Complicity Across the Atlantic
A Literary Liaison between Two Androgynous Artists
DOI:
https://doi.org/10.13135/1592-4467/8606Keywords:
androgynous, the Atlantic, artistic borrowingAbstract
Never anxious about artistic ‘borrowing,’ Tennessee Williams reputedly considered himself heir to this perennial practice as he lavishly ‘littered’ his own ‘original’ works with overt and covert references to literary luminaries from past and present. And yet, it is safe to state that much of his cultural renown is due to his unique artistic sensitivity. However, with one fellow artist this barefaced borrowing takes on a reciprocal turn – nurtured by a shared fascination with the mythological figure of Orpheus, an ambitious adaptation of Streetcar by one of them, an equally shared admiration by and fascination for the actress Tallulah Bankhead, and finally a conspicuous copying of significant chunks from The Eagle Has Two Heads by the other.
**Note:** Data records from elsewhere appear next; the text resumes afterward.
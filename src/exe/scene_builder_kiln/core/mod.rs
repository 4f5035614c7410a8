mod environment;
pub use environment::*;

mod provision;
pub use provision::*;

mod persist;
pub use persist::*;

mod build_record;
pub use build_record::*;

mod pipeline;
pub use pipeline::*;

use std::fmt::{Display, Formatter};
use std::path::PathBuf;

// Non-fatal conditions worth an operator's attention
#[derive(Debug, Clone, PartialEq, Eq)]
pub enum Advisory
{
    ContainerReused
    {
        container: String,
    },
    WorkingDirInvalid
    {
        path: PathBuf,
    },
}
impl Display for Advisory
{
    fn fmt(&self, f: &mut Formatter<'_>) -> std::fmt::Result
    {
        match self
        {
            Advisory::ContainerReused { container } =>
                write!(f, "Group {container} already exists. Using existing one."),
            Advisory::WorkingDirInvalid { path } =>
                write!(f, "Working directory {} is invalid. The engine may save elsewhere.", path.display()),
        }
    }
}

#[derive(Debug, Default)]
pub struct Advisories(Vec<Advisory>);
impl Advisories
{
    // Log and keep an advisory
    pub fn raise(&mut self, advisory: Advisory)
    {
        log::warn!("{advisory}");
        self.0.push(advisory);
    }

    #[inline] #[must_use]
    #[cfg(test)]
    pub fn as_slice(&self) -> &[Advisory] { &self.0 }

    #[inline] #[must_use]
    pub fn into_vec(self) -> Vec<Advisory> { self.0 }
}
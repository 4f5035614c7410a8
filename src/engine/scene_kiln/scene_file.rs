// Native scene file: 4 byte magic, u32 LE format version, then a bitcode encoded `SceneDocument`

use std::collections::HashSet;
use crate::{is_valid_object_name, ObjectKind};

pub const SCENE_MAGIC: [u8; 4] = *b"KSCN";
pub const SCENE_FORMAT_VERSION: u32 = 1;
pub const SCENE_FILE_EXTENSION: &str = "kscn";

const HEADER_LEN: usize = SCENE_MAGIC.len() + size_of::<u32>();

#[derive(Debug, Clone, PartialEq, Eq, bitcode::Encode, bitcode::Decode)]
pub struct SceneNode
{
    pub name: String,
    pub kind: ObjectKind,
    pub parent: Option<u32>, // index into `SceneDocument::nodes`
}

#[derive(Debug, Default, Clone, PartialEq, Eq, bitcode::Encode, bitcode::Decode)]
pub struct SceneDocument
{
    pub saved_by: String, // engine version string
    pub nodes: Vec<SceneNode>,
}

#[derive(Debug, thiserror::Error)]
pub enum SceneFileError
{
    #[error("file is too short to hold a scene header ({0} bytes)")]
    TooShort(usize),
    #[error("bad magic {0:02X?}")]
    BadMagic([u8; 4]),
    #[error("unsupported scene format version {0}")]
    UnsupportedVersion(u32),
    #[error("corrupt scene body: {0}")]
    Body(#[source] bitcode::Error),
    #[error("node {0} is its own ancestor")]
    CyclicParent(usize),
    #[error("node {node} has an invalid parent index {parent}")]
    DanglingParent
    {
        node: usize,
        parent: u32,
    },
    #[error("object name {0:?} is not a valid name")]
    InvalidName(String),
    #[error("object name {0:?} is used by more than one node")]
    DuplicateName(String),
}

#[must_use]
pub fn encode(document: &SceneDocument) -> Vec<u8>
{
    let body = bitcode::encode(document);
    let mut bytes = Vec::with_capacity(HEADER_LEN + body.len());
    bytes.extend_from_slice(&SCENE_MAGIC);
    bytes.extend_from_slice(&SCENE_FORMAT_VERSION.to_le_bytes());
    bytes.extend_from_slice(&body);
    bytes
}

pub fn decode(bytes: &[u8]) -> Result<SceneDocument, SceneFileError>
{
    if bytes.len() < HEADER_LEN
    {
        return Err(SceneFileError::TooShort(bytes.len()));
    }

    let (magic, rest) = bytes.split_at(SCENE_MAGIC.len());
    if magic != SCENE_MAGIC
    {
        let mut found = [0u8; 4];
        found.copy_from_slice(magic);
        return Err(SceneFileError::BadMagic(found));
    }

    let (version_bytes, body) = rest.split_at(size_of::<u32>());
    let mut version = [0u8; 4];
    version.copy_from_slice(version_bytes);
    let version = u32::from_le_bytes(version);
    if version != SCENE_FORMAT_VERSION
    {
        return Err(SceneFileError::UnsupportedVersion(version));
    }

    let document: SceneDocument = bitcode::decode(body).map_err(SceneFileError::Body)?;

    let mut names = HashSet::with_capacity(document.nodes.len());
    for scene_node in &document.nodes
    {
        if !is_valid_object_name(&scene_node.name)
        {
            return Err(SceneFileError::InvalidName(scene_node.name.clone()));
        }
        if !names.insert(scene_node.name.as_str())
        {
            return Err(SceneFileError::DuplicateName(scene_node.name.clone()));
        }
    }

    let node_count = document.nodes.len();
    for (node, scene_node) in document.nodes.iter().enumerate()
    {
        let Some(parent) = scene_node.parent else { continue; };
        if parent as usize >= node_count
        {
            return Err(SceneFileError::DanglingParent { node, parent });
        }

        // walking up more than node_count links means we're in a loop
        let mut ancestor = Some(parent);
        for _ in 0..=node_count
        {
            let Some(a) = ancestor else { break; };
            if a as usize == node
            {
                return Err(SceneFileError::CyclicParent(node));
            }
            ancestor = document.nodes.get(a as usize).and_then(|n| n.parent);
        }
    }

    Ok(document)
}

#[cfg(test)]
mod tests
{
    use super::*;
    use crate::Primitive;

    fn sample() -> SceneDocument
    {
        SceneDocument
        {
            saved_by: "test".to_string(),
            nodes: vec![
                SceneNode { name: "hero01_GRP".to_string(), kind: ObjectKind::Group, parent: None },
                SceneNode { name: "hero01_geo".to_string(), kind: ObjectKind::Mesh(Primitive::Sphere), parent: Some(0) },
            ],
        }
    }

    #[test]
    fn header_then_body()
    {
        let bytes = encode(&sample());
        assert_eq!(&bytes[0..4], b"KSCN");
        assert_eq!(&bytes[4..8], &1u32.to_le_bytes());
        assert_eq!(decode(&bytes).ok(), Some(sample()));
    }

    #[test]
    fn rejects_bad_headers()
    {
        assert!(matches!(decode(b"KSC"), Err(SceneFileError::TooShort(3))));
        assert!(matches!(decode(b"NOPE\x01\0\0\0"), Err(SceneFileError::BadMagic(m)) if &m == b"NOPE"));

        let mut bytes = encode(&sample());
        bytes[4] = 7;
        assert!(matches!(decode(&bytes), Err(SceneFileError::UnsupportedVersion(7))));
    }

    #[test]
    fn rejects_broken_hierarchies()
    {
        let mut document = sample();
        document.nodes[1].parent = Some(5);
        assert!(matches!(decode(&encode(&document)), Err(SceneFileError::DanglingParent { node: 1, parent: 5 })));

        let mut document = sample();
        document.nodes[0].parent = Some(1);
        assert!(matches!(decode(&encode(&document)), Err(SceneFileError::CyclicParent(0))));
    }

    #[test]
    fn rejects_bad_names()
    {
        let mut document = sample();
        document.nodes.push(SceneNode { name: "hero01_GRP".to_string(), kind: ObjectKind::Group, parent: None });
        assert!(matches!(decode(&encode(&document)), Err(SceneFileError::DuplicateName(n)) if n == "hero01_GRP"));

        let mut document = sample();
        document.nodes[1].name = "bad name!".to_string();
        assert!(matches!(decode(&encode(&document)), Err(SceneFileError::InvalidName(n)) if n == "bad name!"));
    }

    #[test]
    fn children_may_precede_parents()
    {
        let mut document = sample();
        document.nodes.swap(0, 1);
        document.nodes[0].parent = Some(1);
        document.nodes[1].parent = None;
        assert_eq!(decode(&encode(&document)).ok(), Some(document));
    }
}
use std::io::{self, ErrorKind, Read};
use std::path::{Path, PathBuf};
use serde::de::DeserializeOwned;
use serde::{Deserialize, Serialize};
use scene_kiln::Primitive;

pub trait TomlRead: DeserializeOwned
{
    fn load(reader: &mut impl Read) -> Result<Self, ConfigError>
    {
        let mut buf = String::new();
        reader.read_to_string(&mut buf).map_err(ConfigError::Read)?;
        toml::from_str(&buf).map_err(ConfigError::Parse)
    }
}

#[derive(Debug, thiserror::Error)]
pub enum ConfigError
{
    #[error("failed to open config {path:?}: {source}")]
    Open
    {
        path: PathBuf,
        source: io::Error,
    },
    #[error("failed to read config: {0}")]
    Read(io::Error),
    #[error("failed to parse config: {0}")]
    Parse(toml::de::Error),
    #[error("invalid config: {0}")]
    Invalid(String),
}

#[derive(Debug, Clone, PartialEq, Eq, Serialize, Deserialize)]
#[serde(default, deny_unknown_fields)]
pub struct BuilderConfig
{
    // where the asset name is read from
    pub asset_env_var: String,
    // copied verbatim into the build record
    pub captured_env_vars: Vec<String>,
    // sidecar written next to the scene
    pub metadata_file_name: String,
    pub primitive: Primitive,
    // reported as the engine's workspace root; defaults to the working dir
    pub workspace_root: Option<PathBuf>,
}
impl Default for BuilderConfig
{
    fn default() -> Self
    {
        Self
        {
            asset_env_var: "ASSET".to_string(),
            captured_env_vars: ["ASSET", "HOME", "USER"].map(String::from).to_vec(),
            metadata_file_name: "metadata.json".to_string(),
            primitive: Primitive::Sphere,
            workspace_root: None,
        }
    }
}
impl TomlRead for BuilderConfig { }
impl BuilderConfig
{
    pub const DEFAULT_FILE_NAME: &'static str = "kiln.toml";

    // An explicit path must exist; the default file in the working dir is optional
    pub fn load_for(explicit_path: Option<&Path>, working_dir: &Path) -> Result<Self, ConfigError>
    {
        let (path, required) = match explicit_path
        {
            Some(path) => (path.to_path_buf(), true),
            None => (working_dir.join(Self::DEFAULT_FILE_NAME), false),
        };

        let config = match std::fs::File::open(&path)
        {
            Ok(mut fin) =>
            {
                log::debug!("Loading config from {path:?}");
                Self::load(&mut fin)?
            }
            Err(err) if err.kind() == ErrorKind::NotFound && !required => Self::default(),
            Err(source) => return Err(ConfigError::Open { path, source }),
        };

        config.validate()?;
        Ok(config)
    }

    pub fn validate(&self) -> Result<(), ConfigError>
    {
        if self.asset_env_var.trim().is_empty()
        {
            return Err(ConfigError::Invalid("asset_env_var must not be empty".to_string()));
        }

        let metadata_path = Path::new(&self.metadata_file_name);
        if metadata_path.file_name().is_none_or(|f| f != metadata_path.as_os_str())
        {
            return Err(ConfigError::Invalid(format!("metadata_file_name {:?} must be a plain file name", self.metadata_file_name)));
        }

        Ok(())
    }
}

#[cfg(test)]
mod tests
{
    use super::*;

    #[test]
    fn defaults_without_file()
    {
        let dir = tempfile::tempdir().unwrap();
        assert_eq!(BuilderConfig::load_for(None, dir.path()).unwrap(), BuilderConfig::default());
    }

    #[test]
    fn explicit_file_must_exist()
    {
        let dir = tempfile::tempdir().unwrap();
        let missing = dir.path().join("nope.toml");
        assert!(matches!(BuilderConfig::load_for(Some(&missing), dir.path()), Err(ConfigError::Open { .. })));
    }

    #[test]
    fn partial_file_keeps_defaults()
    {
        let dir = tempfile::tempdir().unwrap();
        std::fs::write(dir.path().join("kiln.toml"), "asset_env_var = \"KILN_ASSET\"\nprimitive = \"cylinder\"\n").unwrap();

        let config = BuilderConfig::load_for(None, dir.path()).unwrap();
        assert_eq!(config.asset_env_var, "KILN_ASSET");
        assert_eq!(config.primitive, Primitive::Cylinder);
        assert_eq!(config.metadata_file_name, "metadata.json");
        assert_eq!(config.captured_env_vars, ["ASSET", "HOME", "USER"]);
    }

    #[test]
    fn rejects_bad_files()
    {
        let dir = tempfile::tempdir().unwrap();
        let path = dir.path().join("custom.toml");

        std::fs::write(&path, "asset_env = \"typo\"\n").unwrap();
        assert!(matches!(BuilderConfig::load_for(Some(&path), dir.path()), Err(ConfigError::Parse(_))));

        std::fs::write(&path, "primitive = \"torus\"\n").unwrap();
        assert!(matches!(BuilderConfig::load_for(Some(&path), dir.path()), Err(ConfigError::Parse(_))));

        std::fs::write(&path, "metadata_file_name = \"../metadata.json\"\n").unwrap();
        assert!(matches!(BuilderConfig::load_for(Some(&path), dir.path()), Err(ConfigError::Invalid(_))));

        std::fs::write(&path, "asset_env_var = \" \"\n").unwrap();
        assert!(matches!(BuilderConfig::load_for(Some(&path), dir.path()), Err(ConfigError::Invalid(_))));
    }
}
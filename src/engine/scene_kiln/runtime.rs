use std::sync::atomic::{AtomicBool, Ordering};
use crate::{SceneEngine, SceneError};

static RUNTIME_LIVE: AtomicBool = AtomicBool::new(false);

// Owns the process-wide engine runtime. Only one may be live at a time.
pub struct EngineRuntime<E: SceneEngine>
{
    engine: E,
    live: bool,
}
impl<E: SceneEngine> EngineRuntime<E>
{
    pub fn initialize(mut engine: E) -> Result<Self, SceneError>
    {
        if RUNTIME_LIVE.swap(true, Ordering::SeqCst)
        {
            return Err(SceneError::RuntimeAlreadyInitialized);
        }

        if let Err(err) = engine.startup()
        {
            RUNTIME_LIVE.store(false, Ordering::SeqCst);
            return Err(err);
        }

        log::info!("Initialized engine runtime: {}", engine.version());
        Ok(Self { engine, live: true })
    }

    #[inline] #[must_use]
    pub fn engine(&self) -> &E { &self.engine }
    #[inline] #[must_use]
    pub fn engine_mut(&mut self) -> &mut E { &mut self.engine }

    pub fn shutdown(mut self)
    {
        self.release();
    }

    fn release(&mut self)
    {
        if !self.live
        {
            return;
        }

        self.engine.shutdown();
        self.live = false;
        RUNTIME_LIVE.store(false, Ordering::SeqCst);
        log::info!("Shut down engine runtime");
    }
}
impl<E: SceneEngine> Drop for EngineRuntime<E>
{
    fn drop(&mut self)
    {
        self.release();
    }
}
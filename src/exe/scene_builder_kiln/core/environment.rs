use std::collections::{BTreeMap, HashMap, HashSet};
use std::ffi::OsString;
use std::fmt::{Display, Formatter};

// Names the asset being built. Never empty, never padded with whitespace.
#[derive(Debug, Clone, PartialEq, Eq, Hash)]
pub struct AssetId(String);
impl AssetId
{
    pub const GROUP_SUFFIX: &'static str = "_GRP";
    pub const GEOMETRY_SUFFIX: &'static str = "_geo";
    pub const SCENE_SUFFIX: &'static str = "_scene";

    #[must_use]
    pub fn new(raw: &str) -> Option<Self>
    {
        let trimmed = raw.trim();
        match trimmed.is_empty()
        {
            true => None,
            false => Some(Self(trimmed.to_string())),
        }
    }

    #[inline] #[must_use]
    #[cfg(test)]
    pub fn as_str(&self) -> &str { &self.0 }

    #[must_use]
    pub fn group_name(&self) -> String { format!("{}{}", self.0, Self::GROUP_SUFFIX) }
    #[must_use]
    pub fn geometry_name(&self) -> String { format!("{}{}", self.0, Self::GEOMETRY_SUFFIX) }
    #[must_use]
    pub fn scene_file_name(&self, extension: &str) -> String { format!("{}{}.{extension}", self.0, Self::SCENE_SUFFIX) }
}
impl Display for AssetId
{
    fn fmt(&self, f: &mut Formatter<'_>) -> std::fmt::Result { f.write_str(&self.0) }
}

#[derive(Debug, Clone, PartialEq, Eq, thiserror::Error)]
pub enum MissingInputError
{
    #[error("{0} environment variable not set")]
    Unset(String),
    #[error("{0} environment variable is blank")]
    Blank(String),
    #[error("{0} environment variable is not valid unicode")]
    NotUnicode(String),
}

// A snapshot of the process environment, taken once at startup
#[derive(Debug, Clone, Default)]
pub struct Environment
{
    vars: HashMap<String, String>,
    not_unicode: HashSet<String>, // names whose values couldn't be read
}
impl Environment
{
    #[must_use]
    pub fn capture() -> Self
    {
        Self::from_os_pairs(std::env::vars_os())
    }

    // Variables with non-unicode values are remembered by name only
    #[must_use]
    pub fn from_os_pairs(pairs: impl IntoIterator<Item = (OsString, OsString)>) -> Self
    {
        let mut environment = Self::default();
        for (name, value) in pairs
        {
            let name = match name.into_string()
            {
                Ok(name) => name,
                Err(name) =>
                {
                    log::debug!("Skipping environment variable with a non-unicode name {name:?}");
                    continue;
                }
            };

            match value.into_string()
            {
                Ok(value) => { environment.vars.insert(name, value); }
                Err(_) =>
                {
                    log::debug!("Skipping environment variable {name} with a non-unicode value");
                    environment.not_unicode.insert(name);
                }
            }
        }
        environment
    }

    #[must_use]
    #[cfg(test)]
    pub fn from_pairs<K: Into<String>, V: Into<String>>(pairs: impl IntoIterator<Item = (K, V)>) -> Self
    {
        Self::from_os_pairs(pairs.into_iter().map(|(k, v)| (OsString::from(k.into()), OsString::from(v.into()))))
    }

    #[inline] #[must_use]
    pub fn get(&self, name: &str) -> Option<&str>
    {
        self.vars.get(name).map(String::as_str)
    }

    pub fn resolve_asset(&self, var: &str) -> Result<AssetId, MissingInputError>
    {
        if self.not_unicode.contains(var)
        {
            return Err(MissingInputError::NotUnicode(var.to_string()));
        }
        let raw = self.get(var).ok_or_else(|| MissingInputError::Unset(var.to_string()))?;
        AssetId::new(raw).ok_or_else(|| MissingInputError::Blank(var.to_string()))
    }

    // Login name, checked in the same order as python's getpass
    #[must_use]
    pub fn user(&self) -> String
    {
        ["LOGNAME", "USER", "LNAME", "USERNAME"].iter()
            .find_map(|var| self.get(var).filter(|v| !v.is_empty()))
            .unwrap_or("unknown")
            .to_string()
    }

    // Verbatim values for each name; unset variables map to None
    #[must_use]
    pub fn snapshot(&self, names: &[String]) -> BTreeMap<String, Option<String>>
    {
        names.iter()
            .map(|name| (name.clone(), self.get(name).map(str::to_string)))
            .collect()
    }
}
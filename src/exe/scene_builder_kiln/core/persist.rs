use std::path::{Path, PathBuf};
use scene_kiln::{SceneEngine, SceneError};
use super::{Advisories, Advisory, AssetId};

#[derive(Debug, thiserror::Error)]
pub enum PersistenceError
{
    #[error("failed to set the scene file name to {path:?}: {source}")]
    Rename
    {
        path: PathBuf,
        source: SceneError,
    },
    #[error("failed to save the scene to {path:?}: {source}")]
    Save
    {
        path: PathBuf,
        source: SceneError,
    },
}

// `<working_dir>/<asset>_scene.<ext>`
#[must_use]
pub fn scene_output_path(working_dir: &Path, asset: &AssetId, native_extension: &str) -> PathBuf
{
    working_dir.join(asset.scene_file_name(native_extension))
}

pub fn persist<E: SceneEngine + ?Sized>(
    engine: &mut E,
    asset: &AssetId,
    working_dir: &Path,
    advisories: &mut Advisories)
    -> Result<PathBuf, PersistenceError>
{
    if !working_dir.is_dir()
    {
        advisories.raise(Advisory::WorkingDirInvalid { path: working_dir.to_path_buf() });
    }

    let scene_path = scene_output_path(working_dir, asset, engine.native_extension());
    engine.rename_scene(&scene_path).map_err(|source| PersistenceError::Rename { path: scene_path.clone(), source })?;

    let saved_to = engine.save_scene().map_err(|source| PersistenceError::Save { path: scene_path.clone(), source })?;
    if saved_to != scene_path
    {
        log::warn!("Engine saved to {saved_to:?} instead of {scene_path:?}");
    }

    log::info!("Scene saved as: {}", scene_path.display());
    Ok(scene_path)
}
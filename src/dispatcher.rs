//! The poll cycle.
//!
//! A cycle walks the configured feeds in order. For each feed it fetches a
//! snapshot, ranks the items newest first, keeps the ones not delivered
//! before, composes them into one message and sends the chunks in sequence.
//! A failing feed or a failing send is logged and recorded in the
//! [`CycleReport`]; it never stops the rest of the cycle.

use std::sync::atomic::{AtomicBool, Ordering};
use std::sync::{Arc, Mutex, PoisonError};

use crate::compose::MessageComposer;
use crate::dedup::DedupTracker;
use crate::feed::{FeedItem, FeedSource};
use crate::sink::{MessageFormat, OutboundSink};

/// Outcome of one feed within a cycle.
#[derive(Debug, Clone, PartialEq, Eq)]
pub enum FeedOutcome {
    Delivered {
        fetched: usize,
        new_items: usize,
        chunks_sent: usize,
        chunks_failed: usize,
    },
    FetchFailed(String),
}

/// Per-feed results of a completed cycle, in feed order.
#[derive(Debug, Clone, Default, PartialEq, Eq)]
pub struct CycleReport {
    pub feeds: Vec<(String, FeedOutcome)>,
}

impl CycleReport {
    pub fn fetch_failures(&self) -> usize {
        self.feeds
            .iter()
            .filter(|(_, o)| matches!(o, FeedOutcome::FetchFailed(_)))
            .count()
    }

    pub fn new_items(&self) -> usize {
        self.feeds
            .iter()
            .map(|(_, o)| match o {
                FeedOutcome::Delivered { new_items, .. } => *new_items,
                FeedOutcome::FetchFailed(_) => 0,
            })
            .sum()
    }

    pub fn chunks_failed(&self) -> usize {
        self.feeds
            .iter()
            .map(|(_, o)| match o {
                FeedOutcome::Delivered { chunks_failed, .. } => *chunks_failed,
                FeedOutcome::FetchFailed(_) => 0,
            })
            .sum()
    }
}

/// Orders items newest first.
///
/// Items without a timestamp sort as if published at the Unix epoch. The sort
/// is stable, so equal timestamps keep feed order. With `limit`, only the
/// first `limit` items survive.
pub fn rank_items(mut items: Vec<FeedItem>, limit: Option<usize>) -> Vec<FeedItem> {
    let effective = |item: &FeedItem| {
        item.published_at
            .map_or((0, 0), |t| (t.timestamp(), t.timestamp_subsec_nanos()))
    };
    items.sort_by(|a, b| effective(b).cmp(&effective(a)));
    if let Some(limit) = limit {
        items.truncate(limit);
    }
    items
}

/// Resets the in-progress flag when a cycle ends, including on panic.
struct CycleGuard<'a>(&'a AtomicBool);

impl Drop for CycleGuard<'_> {
    fn drop(&mut self) {
        self.0.store(false, Ordering::Release);
    }
}

pub struct Dispatcher {
    feeds: Vec<String>,
    channel_id: String,
    source: Arc<dyn FeedSource>,
    sink: Arc<dyn OutboundSink>,
    composer: MessageComposer,
    tracker: Mutex<DedupTracker>,
    max_items_per_feed: Option<usize>,
    in_progress: AtomicBool,
}

impl Dispatcher {
    pub fn new(
        feeds: Vec<String>,
        channel_id: impl Into<String>,
        source: Arc<dyn FeedSource>,
        sink: Arc<dyn OutboundSink>,
    ) -> Self {
        Self {
            feeds,
            channel_id: channel_id.into(),
            source,
            sink,
            composer: MessageComposer::default(),
            tracker: Mutex::new(DedupTracker::new()),
            max_items_per_feed: None,
            in_progress: AtomicBool::new(false),
        }
    }

    pub fn with_tracker(mut self, tracker: DedupTracker) -> Self {
        self.tracker = Mutex::new(tracker);
        self
    }

    pub fn with_composer(mut self, composer: MessageComposer) -> Self {
        self.composer = composer;
        self
    }

    pub fn with_max_items_per_feed(mut self, limit: Option<usize>) -> Self {
        self.max_items_per_feed = limit;
        self
    }

    pub fn feeds(&self) -> &[String] {
        &self.feeds
    }

    /// Number of fingerprints currently remembered.
    pub fn seen_count(&self) -> usize {
        self.tracker
            .lock()
            .unwrap_or_else(PoisonError::into_inner)
            .len()
    }

    pub fn is_running(&self) -> bool {
        self.in_progress.load(Ordering::Acquire)
    }

    /// Runs one full pass over all feeds.
    ///
    /// Returns `None` without doing anything if another cycle is still
    /// running.
    pub async fn run_cycle(&self) -> Option<CycleReport> {
        if self
            .in_progress
            .compare_exchange(false, true, Ordering::AcqRel, Ordering::Acquire)
            .is_err()
        {
            tracing::warn!("Previous cycle still running, skipping this trigger");
            return None;
        }
        let _guard = CycleGuard(&self.in_progress);

        tracing::info!(feeds = self.feeds.len(), "Checking feeds for updates");
        let mut report = CycleReport::default();

        for identifier in &self.feeds {
            let outcome = self.process_feed(identifier).await;
            report.feeds.push((identifier.clone(), outcome));
        }

        tracing::info!(
            new_items = report.new_items(),
            fetch_failures = report.fetch_failures(),
            chunks_failed = report.chunks_failed(),
            "Cycle complete"
        );
        Some(report)
    }

    async fn process_feed(&self, identifier: &str) -> FeedOutcome {
        let mut feed = match self.source.fetch(identifier).await {
            Ok(feed) => feed,
            Err(e) => {
                tracing::error!(feed = %identifier, error = %e, "Failed to fetch feed");
                return FeedOutcome::FetchFailed(e.to_string());
            }
        };

        let fetched = feed.items.len();
        let ranked = rank_items(std::mem::take(&mut feed.items), self.max_items_per_feed);

        // Lock scope ends before any await
        let fresh = self
            .tracker
            .lock()
            .unwrap_or_else(PoisonError::into_inner)
            .filter_new(ranked);

        tracing::info!(
            feed = %identifier,
            fetched = fetched,
            new_items = fresh.len(),
            "Feed checked"
        );

        let mut chunks_sent = 0;
        let mut chunks_failed = 0;
        if !fresh.is_empty() {
            let chunks = self.composer.build(&feed, &fresh);
            let total = chunks.len();
            for (n, chunk) in chunks.iter().enumerate() {
                match self
                    .sink
                    .send(&self.channel_id, &chunk.text, MessageFormat::Html)
                    .await
                {
                    Ok(()) => chunks_sent += 1,
                    Err(e) => {
                        chunks_failed += 1;
                        tracing::error!(
                            feed = %identifier,
                            chunk = n + 1,
                            of = total,
                            error = %e,
                            "Failed to send message chunk"
                        );
                    }
                }
            }
        }

        FeedOutcome::Delivered {
            fetched,
            new_items: fresh.len(),
            chunks_sent,
            chunks_failed,
        }
    }
}
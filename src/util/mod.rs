//! Utility functions for common operations.
//!
//! This module provides reusable text utilities used by the feed parser and
//! the message composer:
//!
//! - **Whitespace**: collapse runs of whitespace for single-line excerpts
//! - **Truncation**: character-aware truncation with an ellipsis
//! - **Sanitizing**: control-character stripping and HTML-to-text conversion
//!
//! # Examples
//!
//! ```
//! use hubrelay::util::{clean_excerpt, strip_control_chars};
//!
//! assert_eq!(clean_excerpt("  Breaking:\n\n  news  ", 100), "Breaking: news");
//! assert_eq!(strip_control_chars("a\u{0}b"), "ab");
//! ```

mod text;

pub use text::{
    clean_excerpt, collapse_whitespace, html_to_text, strip_control_chars, truncate_chars,
};
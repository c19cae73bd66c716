//! hubrelay polls RSSHub feeds on a schedule and relays new items to a
//! Telegram chat.
//!
//! The pieces, in pipeline order:
//!
//! - [`feed`] - fetch and normalize feed snapshots (network or fixtures)
//! - [`dedup`] - remember which items were already delivered
//! - [`compose`] - render new items into size-bounded HTML messages
//! - [`sink`] - deliver messages (Telegram, or the log when simulating)
//! - [`dispatcher`] - one poll cycle over all feeds
//! - [`schedule`] / [`trigger`] - when cycles run
//! - [`config`] - file, environment and flag settings

pub mod compose;
pub mod config;
pub mod dedup;
pub mod dispatcher;
pub mod feed;
pub mod schedule;
pub mod sink;
pub mod trigger;
pub mod util;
Indeed, the artistic interactions between Tennessee Williams and the French paragon of modernism Jean Cocteau strike by their repeated returns. This essay therefore picks up where leading Williams scholar Gilbert Debusscher’s analysis about the impact of Cocteau’s Eagle on The Milk Train Doesn’t Stop Here Anymore left off thirty years ago. By both retracing the intricacies of their mutual influences while assessing the stylistic and semiotic means with which these came into being, it purports to present an analogy-based reassessment of the Williams-Cocteau interchange and of the so-called ‘problem of influence’ alike.